### [RECORDS PROVIDED]
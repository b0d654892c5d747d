//! Bus transport abstraction and fault classification.

use std::str::FromStr;
use std::time::Duration;

use strum_macros::{AsRefStr, Display, EnumString};
use thiserror::Error;

use crate::config::BusParams;

/// Modbus exception: acknowledge (request accepted, still processing).
pub const EXCEPTION_ACKNOWLEDGE: u8 = 0x05;

/// Modbus exception: slave device busy.
pub const EXCEPTION_SLAVE_BUSY: u8 = 0x06;

/// Serial parity.
#[derive(Debug, Clone, Copy, PartialEq, Eq, EnumString, Display, AsRefStr)]
#[strum(serialize_all = "lowercase", ascii_case_insensitive)]
pub enum Parity {
    None,
    Odd,
    Even,
}

/// Unsupported parity value in a meter entry.
#[derive(Debug, Clone, PartialEq, Eq, Error)]
#[error("unsupported parity '{value}' (expected none, odd or even)")]
pub struct ParityConfigError {
    pub value: String,
}

impl Parity {
    /// Parse a configured parity string (case-insensitive).
    pub fn parse(value: &str) -> Result<Self, ParityConfigError> {
        Self::from_str(value.trim()).map_err(|_| ParityConfigError {
            value: value.to_string(),
        })
    }
}

/// Line settings applied to the transport before a device's turn.
#[derive(Debug, Clone, PartialEq)]
pub struct SerialSettings {
    pub baud_rate: u32,
    pub data_bits: u8,
    pub parity: Parity,
    pub stop_bits: u8,
    pub timeout: Duration,
}

impl SerialSettings {
    /// Build settings from a meter's configured line parameters.
    ///
    /// # Errors
    /// Returns `ParityConfigError` if the parity string is not supported.
    pub fn from_params(params: &BusParams) -> Result<Self, ParityConfigError> {
        Ok(Self {
            baud_rate: params.baudrate,
            data_bits: params.bytesize,
            parity: Parity::parse(&params.parity)?,
            stop_bits: params.stopbits,
            timeout: params.timeout(),
        })
    }
}

/// Errors raised by a bus transport.
#[derive(Debug, Error)]
pub enum TransportError {
    /// Low-level serial I/O error.
    #[error("serial i/o error: {0}")]
    Io(#[from] std::io::Error),

    /// No (complete) answer within the response timeout.
    #[error("no answer from slave within {0:?}")]
    Timeout(Duration),

    /// Response frame failed CRC, address, function or length checks.
    #[error("malformed response: {0}")]
    Malformed(String),

    /// Register payload could not be decoded into a value.
    #[error("cannot decode register value: {0}")]
    Decode(String),

    /// Slave answered with a Modbus exception.
    #[error("slave reported exception {code:#04x}")]
    Exception { code: u8 },

    /// Port could not be opened or reconfigured.
    #[error("serial port error: {0}")]
    Serial(String),
}

/// Class of a retryable read fault.
#[derive(Debug, Clone, Copy, PartialEq, Eq, Display, AsRefStr)]
#[strum(serialize_all = "snake_case")]
pub enum TransientKind {
    /// Corrupt or unexpected response frame.
    MalformedValue,
    /// Payload not decodable as the requested type.
    Decode,
    /// I/O failure or silence on the line.
    Io,
}

impl TransportError {
    /// Transient class of this error, or `None` if retrying cannot help.
    pub fn transient_kind(&self) -> Option<TransientKind> {
        match self {
            Self::Io(_) | Self::Timeout(_) => Some(TransientKind::Io),
            Self::Malformed(_) => Some(TransientKind::MalformedValue),
            Self::Decode(_) => Some(TransientKind::Decode),
            Self::Exception { code } => {
                matches!(*code, EXCEPTION_ACKNOWLEDGE | EXCEPTION_SLAVE_BUSY)
                    .then_some(TransientKind::Io)
            }
            Self::Serial(_) => None,
        }
    }
}

/// Classified result of one register read.
#[derive(Debug)]
pub enum ReadOutcome {
    /// Value read successfully.
    Value(f32),
    /// Retryable fault.
    Transient(TransientKind, TransportError),
    /// Fault that retrying will not fix.
    Fatal(TransportError),
}

impl From<Result<f32, TransportError>> for ReadOutcome {
    fn from(result: Result<f32, TransportError>) -> Self {
        match result {
            Ok(value) => Self::Value(value),
            Err(e) => match e.transient_kind() {
                Some(kind) => Self::Transient(kind, e),
                None => Self::Fatal(e),
            },
        }
    }
}

/// A shared serial bus, reconfigured for each device in turn.
///
/// Implementations are owned exclusively by one reader; calls are never
/// concurrent.
#[async_trait::async_trait]
pub trait BusTransport: Send + 'static {
    /// Apply line settings for the next device.
    fn configure(&mut self, settings: &SerialSettings) -> Result<(), TransportError>;

    /// Set the slave address targeted by subsequent reads.
    fn set_slave(&mut self, address: u8);

    /// Read a 32-bit float stored in two consecutive input registers.
    async fn read_float(&mut self, register: u16) -> Result<f32, TransportError>;
}
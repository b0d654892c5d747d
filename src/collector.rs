//! Collector Layer
//!
//! Acquisition pipeline that polls every configured meter on a shared serial
//! bus and hands one batch per cycle to the telemetry sink.
//!
//! # Architecture
//!
//! - [`RegisterReader`]: reads every parameter of one meter, with retry
//! - [`CollectionCycle`]: one pass over the meter list, one batch write
//! - [`Scheduler`]: runs cycles on a fixed, drift-free cadence
//!
//! # Example
//!
//! ```rust,no_run
//! use meterlog::bus::FakeBus;
//! use meterlog::collector::{CollectionCycle, RegisterReader, Scheduler};
//! use meterlog::config::{DeviceRegistry, FileSource, ProfileStore};
//! use meterlog::storage::SqliteSink;
//! use std::time::Duration;
//!
//! # async fn run() -> Result<(), Box<dyn std::error::Error>> {
//! let sink = SqliteSink::open("/tmp/energy.db").await?;
//! let mut cycle = CollectionCycle::new(
//!     DeviceRegistry::new(FileSource::new("meters.yml")),
//!     ProfileStore::new("."),
//!     RegisterReader::new(FakeBus::new()),
//!     Box::new(sink),
//! );
//! Scheduler::new(Duration::from_secs(60))
//!     .with_max_iterations(Some(1))
//!     .run(&mut cycle)
//!     .await;
//! # Ok(())
//! # }
//! ```

mod cycle;
mod reader;
mod scheduler;

pub use cycle::{CollectionCycle, CycleError, CycleOutcome, DeviceFault};
pub use reader::{DEFAULT_READ_ATTEMPTS, ReadError, RegisterReader};
pub use scheduler::{Cadence, PROGRESS_LOG_EVERY, PollCycle, Scheduler, SchedulerStats};
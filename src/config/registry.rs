//! Hot-reloaded device registry.
//!
//! The registry keeps the last successfully parsed meter list together with
//! the [`SourceVersion`] it was parsed from. The list is only re-parsed when
//! the version changes, and a failed re-parse keeps the previous revision in
//! service.

use std::collections::HashSet;
use std::sync::Arc;
use std::time::Duration;

use serde::{Deserialize, Serialize};

use super::source::{ConfigSource, FileSource, SourceVersion};
use super::validation::ConfigError;

/// Highest valid Modbus RTU slave address.
pub const MAX_SLAVE_ADDRESS: u8 = 247;

/// Upper bound for a per-device response timeout.
const MAX_BUS_TIMEOUT_SECS: f64 = 60.0;

/// Serial line parameters for one device.
#[derive(Debug, Clone, PartialEq, Serialize, Deserialize)]
pub struct BusParams {
    /// Baud rate (e.g. 2400, 9600).
    pub baudrate: u32,
    /// Data bits per character (5-8).
    pub bytesize: u8,
    /// Parity as configured (`none`, `odd`, `even`).
    ///
    /// Kept verbatim: an unsupported value only fails this device's readout.
    pub parity: String,
    /// Stop bits (1 or 2).
    pub stopbits: u8,
    /// Response timeout in seconds.
    pub timeout: f64,
}

impl BusParams {
    /// Response timeout as a [`Duration`].
    pub fn timeout(&self) -> Duration {
        Duration::try_from_secs_f64(self.timeout).unwrap_or(Duration::from_secs(1))
    }

    fn validate(&self, meter: &str) -> Result<(), ConfigError> {
        let invalid = |msg: String| ConfigError::ValidationError(format!("meter '{meter}': {msg}"));

        if self.baudrate == 0 {
            return Err(invalid("baudrate must be positive".to_string()));
        }
        if !(5..=8).contains(&self.bytesize) {
            return Err(invalid(format!("bytesize {} not in 5..=8", self.bytesize)));
        }
        if !(1..=2).contains(&self.stopbits) {
            return Err(invalid(format!("stopbits {} not in 1..=2", self.stopbits)));
        }
        if !self.timeout.is_finite() || self.timeout <= 0.0 || self.timeout > MAX_BUS_TIMEOUT_SECS
        {
            return Err(invalid(format!(
                "timeout {} not in (0, {MAX_BUS_TIMEOUT_SECS}] seconds",
                self.timeout
            )));
        }
        Ok(())
    }
}

/// One configured meter.
#[derive(Debug, Clone, PartialEq, Serialize, Deserialize)]
pub struct DeviceDescriptor {
    /// Slave address on the bus; unique across the registry.
    pub id: u8,
    /// Display name, written as the `meter` tag.
    pub name: String,
    /// Path of the model definition file (register map).
    #[serde(rename = "type")]
    pub model_ref: String,
    /// Serial line parameters.
    #[serde(flatten)]
    pub bus: BusParams,
}

/// Top-level layout of the meter list file.
#[derive(Debug, Clone, Default, Serialize, Deserialize)]
pub struct MeterFile {
    #[serde(default)]
    pub meters: Vec<DeviceDescriptor>,
}

impl MeterFile {
    /// Parse and validate a meter list document.
    pub fn parse(content: &str) -> Result<Vec<DeviceDescriptor>, ConfigError> {
        let file: Self = serde_yaml::from_str(content)?;
        file.validate()?;
        Ok(file.meters)
    }

    /// Validate meter entries.
    ///
    /// # Errors
    /// Returns `ConfigError::ValidationError` on duplicate or out-of-range
    /// ids, empty names, or invalid line parameters.
    pub fn validate(&self) -> Result<(), ConfigError> {
        let mut seen = HashSet::new();
        for meter in &self.meters {
            if meter.id == 0 || meter.id > MAX_SLAVE_ADDRESS {
                return Err(ConfigError::ValidationError(format!(
                    "meter '{}': id {} not in 1..={MAX_SLAVE_ADDRESS}",
                    meter.name, meter.id
                )));
            }
            if !seen.insert(meter.id) {
                return Err(ConfigError::ValidationError(format!(
                    "duplicate meter id: {}",
                    meter.id
                )));
            }
            if meter.name.trim().is_empty() {
                return Err(ConfigError::ValidationError(format!(
                    "meter {}: name must not be empty",
                    meter.id
                )));
            }
            if meter.model_ref.trim().is_empty() {
                return Err(ConfigError::ValidationError(format!(
                    "meter '{}': type must not be empty",
                    meter.name
                )));
            }
            meter.bus.validate(&meter.name)?;
        }
        Ok(())
    }
}

/// Cached, hot-reloading view of the meter list.
#[derive(Debug)]
pub struct DeviceRegistry<S = FileSource> {
    source: S,
    cached: Option<Arc<Vec<DeviceDescriptor>>>,
    last_seen: Option<SourceVersion>,
}

impl<S: ConfigSource> DeviceRegistry<S> {
    /// Create a registry that has not loaded anything yet.
    pub fn new(source: S) -> Self {
        Self {
            source,
            cached: None,
            last_seen: None,
        }
    }

    /// The backing source.
    pub fn source(&self) -> &S {
        &self.source
    }

    /// Current meter list, re-parsed only when the source version changed.
    ///
    /// # Errors
    /// Returns `ConfigError::Missing` if the source is gone, and the parse
    /// error itself when nothing has been loaded successfully yet.
    pub fn get_devices(&mut self) -> Result<Arc<Vec<DeviceDescriptor>>, ConfigError> {
        let version = self.source.version()?;

        if let Some(devices) = &self.cached
            && self.last_seen.as_ref() == Some(&version)
        {
            return Ok(Arc::clone(devices));
        }

        tracing::info!(source = %self.source.describe(), "Reloading meter map as source changed");

        match self.load() {
            Ok(devices) => {
                let devices = Arc::new(devices);
                tracing::info!(
                    source = %self.source.describe(),
                    meters = devices.len(),
                    "Meter map loaded"
                );
                self.cached = Some(Arc::clone(&devices));
                self.last_seen = Some(version);
                Ok(devices)
            }
            Err(e) => match &self.cached {
                Some(devices) => {
                    tracing::warn!(
                        source = %self.source.describe(),
                        error = %e,
                        meters = devices.len(),
                        "Failed to reload meter map, going on with the previous one"
                    );
                    Ok(Arc::clone(devices))
                }
                None => Err(e),
            },
        }
    }

    fn load(&self) -> Result<Vec<DeviceDescriptor>, ConfigError> {
        let content = self.source.read_to_string()?;
        MeterFile::parse(&content)
    }
}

### [DIRECTIONS]
Determine which lines above include the word "HashSet", and report those lines in full.

### [ANSWER BOX]
use std::collections::HashSet;
        let mut seen = HashSet::new();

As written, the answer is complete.